Updated April 2026
What Is Liability Insurance Insurance?
Liability insurance has two parts: bodily injury liability and property damage liability. Bodily injury liability pays for medical bills, lost wages, pain and suffering, and legal fees if you injure someone in an accident you caused. Property damage liability pays to repair or replace another person's vehicle, fence, mailbox, building, or other property you damage. Your insurance company also provides legal defense if you're sued, even if the lawsuit is groundless — that defense cost alone can run into tens of thousands of dollars.
- The other driver has $12,000 in medical bills and $8,000 in vehicle damage, totaling $20,000. If you carry the common state minimum of 25/50/25 (meaning $25,000 per person for injuries, $50,000 per accident, and $25,000 for property damage), your policy covers all $20,000. Your bodily injury liability pays the $12,000 in medical bills, and your property damage liability pays the $8,000 for the vehicle. You pay nothing out of pocket in this scenario.
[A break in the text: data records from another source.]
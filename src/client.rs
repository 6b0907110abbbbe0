//! The CAM protocol client.
//!
//! Owns the one TCP connection to the CAM server and exposes the four
//! primitives everything else is built from: `connect`/`disconnect`,
//! `send_command`, `flush_pending` and `wait_for_image`. Exactly one client
//! instance talks to exactly one server during a session; the session
//! controller owns the instance and hands it to whoever needs it.
//!
//! The wait loop carries two pieces of state across calls:
//!
//! - the last accepted filename, because the server occasionally announces
//!   the same file twice and the repeat must be absorbed, and
//! - the [`JobFilter`] latch: when no job of interest is configured, the
//!   first notification's job number is adopted and filters every later
//!   wait in the session. The latch moves `Unknown -> Fixed` exactly once.

use log::{debug, info, trace};
use std::time::Duration;
use tokio::io::{AsyncBufReadExt, AsyncWriteExt, BufReader};
use tokio::net::tcp::{OwnedReadHalf, OwnedWriteHalf};
use tokio::net::TcpStream;

use crate::config::ServerSettings;
use crate::error::{CamError, CamResult};
use crate::filename::FilenameMetadata;
use crate::protocol::{CamCommand, Notification};

/// How long one drain poll waits before deciding the inbound buffer is dry.
const DRAIN_POLL: Duration = Duration::from_millis(50);

/// Which job's notifications are delivered by `wait_for_image`.
///
/// One-way latch: once `Fixed`, it stays fixed for the lifetime of the
/// client (runs within a session share it, matching the original
/// deployment where the adopted job number outlived individual runs).
#[derive(Debug, Clone, Copy, PartialEq, Eq)]
pub enum JobFilter {
    /// Not yet determined; the next notification decides.
    Unknown,
    Fixed(i32),
}

struct ClientIo {
    reader: BufReader<OwnedReadHalf>,
    writer: OwnedWriteHalf,
}

/// Client side of the persistent CAM server connection.
pub struct CamClient {
    host: String,
    port: u16,
    sys_id: u32,
    connect_timeout: Duration,
    io: Option<ClientIo>,
    last_filename: Option<String>,
    job_filter: JobFilter,
}

impl CamClient {
    pub fn new(host: impl Into<String>, port: u16, sys_id: u32) -> Self {
        Self {
            host: host.into(),
            port,
            sys_id,
            connect_timeout: Duration::from_secs(10),
            io: None,
            last_filename: None,
            job_filter: JobFilter::Unknown,
        }
    }

    pub fn from_settings(settings: &ServerSettings) -> Self {
        Self::new(settings.address.clone(), settings.port, settings.sys_id)
            .with_connect_timeout(settings.connect_timeout)
    }

    pub fn with_connect_timeout(mut self, timeout: Duration) -> Self {
        self.connect_timeout = timeout;
        self
    }

    /// Open the socket. Reconnecting is allowed; any prior socket is closed
    /// first.
    pub async fn connect(&mut self) -> CamResult<()> {
        if self.io.is_some() {
            debug!("reconnect requested, closing previous socket");
            self.disconnect();
        }
        let target = format!("{}:{}", self.host, self.port);
        let stream = tokio::time::timeout(self.connect_timeout, TcpStream::connect(&target))
            .await
            .map_err(|_| {
                CamError::Connection(format!(
                    "connect to {target} timed out after {:?}",
                    self.connect_timeout
                ))
            })?
            .map_err(|e| CamError::Connection(format!("connect to {target} failed: {e}")))?;
        let (read_half, write_half) = stream.into_split();
        self.io = Some(ClientIo {
            reader: BufReader::new(read_half),
            writer: write_half,
        });
        info!("connected to CAM server at {target}");
        Ok(())
    }

    /// Close the socket; a no-op when already disconnected.
    pub fn disconnect(&mut self) {
        if self.io.take().is_some() {
            info!("disconnected from CAM server");
        }
    }

    /// Whether `connect` succeeded and `disconnect` has not been called
    /// since. This is NOT a liveness probe: a dead peer is only noticed by
    /// the next read or write.
    pub fn is_connected(&self) -> bool {
        self.io.is_some()
    }

    pub fn job_filter(&self) -> JobFilter {
        self.job_filter
    }

    /// Forget the last accepted filename. Called at the start of a new
    /// analysis run so the first notification of the run is never taken
    /// for a duplicate of the previous run's last image.
    pub fn reset_duplicate_tracker(&mut self) {
        self.last_filename = None;
    }

    /// Serialize and send one command.
    pub async fn send_command(&mut self, command: &CamCommand) -> CamResult<()> {
        let line = command.encode(self.sys_id);
        let io = self.io.as_mut().ok_or(CamError::NotConnected)?;
        trace!("sending: {line}");
        io.writer
            .write_all(line.as_bytes())
            .await
            .map_err(|e| CamError::Write(e.to_string()))?;
        io.writer
            .write_all(b"\r\n")
            .await
            .map_err(|e| CamError::Write(e.to_string()))?;
        io.writer
            .flush()
            .await
            .map_err(|e| CamError::Write(e.to_string()))?;
        Ok(())
    }

    /// Drain and discard buffered inbound messages without processing
    /// them. Used at run start to get rid of notifications left over from
    /// a previous experiment. Returns the number of discarded lines.
    pub async fn flush_pending(&mut self) -> CamResult<usize> {
        let mut drained = 0;
        let mut line = String::new();
        let mut eof = false;
        loop {
            let io = self.io.as_mut().ok_or(CamError::NotConnected)?;
            line.clear();
            match tokio::time::timeout(DRAIN_POLL, io.reader.read_line(&mut line)).await {
                Err(_) => break,
                Ok(Ok(0)) => {
                    eof = true;
                    break;
                }
                Ok(Ok(_)) => {
                    trace!("flushed stale message: {}", line.trim_end());
                    drained += 1;
                }
                Ok(Err(e)) => {
                    return Err(CamError::Connection(format!("read failed: {e}")));
                }
            }
        }
        if eof {
            self.disconnect();
        }
        if drained > 0 {
            debug!("flushed {drained} stale message(s) from the CAM server");
        }
        Ok(drained)
    }

    /// Block until the server announces an image for the job of interest,
    /// or until `timeout` elapses.
    ///
    /// `job_of_interest >= 0` fixes the filter; `-1` leaves it to the
    /// first notification, which is both adopted and delivered. Duplicates
    /// of the last accepted filename and notifications for other jobs are
    /// skipped without resetting the deadline. A filename that does not
    /// match the naming grammar aborts the wait.
    pub async fn wait_for_image(
        &mut self,
        job_of_interest: i32,
        timeout: Duration,
    ) -> CamResult<(String, FilenameMetadata)> {
        if job_of_interest >= 0 && self.job_filter == JobFilter::Unknown {
            self.job_filter = JobFilter::Fixed(job_of_interest);
        }
        let deadline = tokio::time::Instant::now() + timeout;
        let mut line = String::new();

        loop {
            let bytes = {
                let io = self.io.as_mut().ok_or(CamError::NotConnected)?;
                line.clear();
                match tokio::time::timeout_at(deadline, io.reader.read_line(&mut line)).await {
                    Err(_) => return Err(CamError::Timeout(timeout)),
                    Ok(result) => {
                        result.map_err(|e| CamError::Connection(format!("read failed: {e}")))?
                    }
                }
            };
            if bytes == 0 {
                self.disconnect();
                return Err(CamError::Connection(
                    "server closed the connection".to_string(),
                ));
            }

            let notification = Notification::parse(&line);
            let Some(filename) = notification.filename() else {
                trace!("skipping non-image message: {}", notification.raw());
                continue;
            };
            if self.last_filename.as_deref() == Some(filename) {
                trace!("discarding duplicate notification for {filename}");
                continue;
            }

            let metadata = FilenameMetadata::parse(filename)?;
            let job = metadata.job.value();
            match self.job_filter {
                JobFilter::Unknown => {
                    info!("adopting job {job} as the job of interest");
                    self.job_filter = JobFilter::Fixed(job);
                }
                JobFilter::Fixed(wanted) if wanted == job => {}
                JobFilter::Fixed(wanted) => {
                    trace!("ignoring notification for job {job} (waiting for {wanted})");
                    continue;
                }
            }

            let filename = filename.to_string();
            self.last_filename = Some(filename.clone());
            info!(
                "image ready: {filename} (received {})",
                notification.received_at()
            );
            return Ok((filename, metadata));
        }
    }
}

#[cfg(test)]
mod tests {
    use super::*;

    #[test]
    fn starts_disconnected_with_unknown_filter() {
        let client = CamClient::new("127.0.0.1", 8895, 0);
        assert!(!client.is_connected());
        assert_eq!(client.job_filter(), JobFilter::Unknown);
    }

    #[tokio::test]
    async fn commands_fail_fast_when_disconnected() {
        let mut client = CamClient::new("127.0.0.1", 8895, 0);
        assert!(matches!(
            client.send_command(&CamCommand::StartScan).await,
            Err(CamError::NotConnected)
        ));
        assert!(matches!(
            client.flush_pending().await,
            Err(CamError::NotConnected)
        ));
        assert!(matches!(
            client
                .wait_for_image(-1, Duration::from_millis(10))
                .await,
            Err(CamError::NotConnected)
        ));
    }

    #[test]
    fn disconnect_is_idempotent() {
        let mut client = CamClient::new("127.0.0.1", 8895, 0);
        client.disconnect();
        client.disconnect();
        assert!(!client.is_connected());
    }
}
- You merge without looking and cause a three-car accident. Two people are hospitalized with injuries totaling $85,000, and vehicle damage across all three cars is $35,000. If you only carry the minimum 25/50/25 coverage, your insurer pays the first $50,000 for injuries and $25,000 for property damage — but you're personally responsible for the remaining $35,000 in medical bills and $10,000 in vehicle damage. The injured parties can sue you for that $45,000, potentially garnishing your wages or putting a lien on assets you own.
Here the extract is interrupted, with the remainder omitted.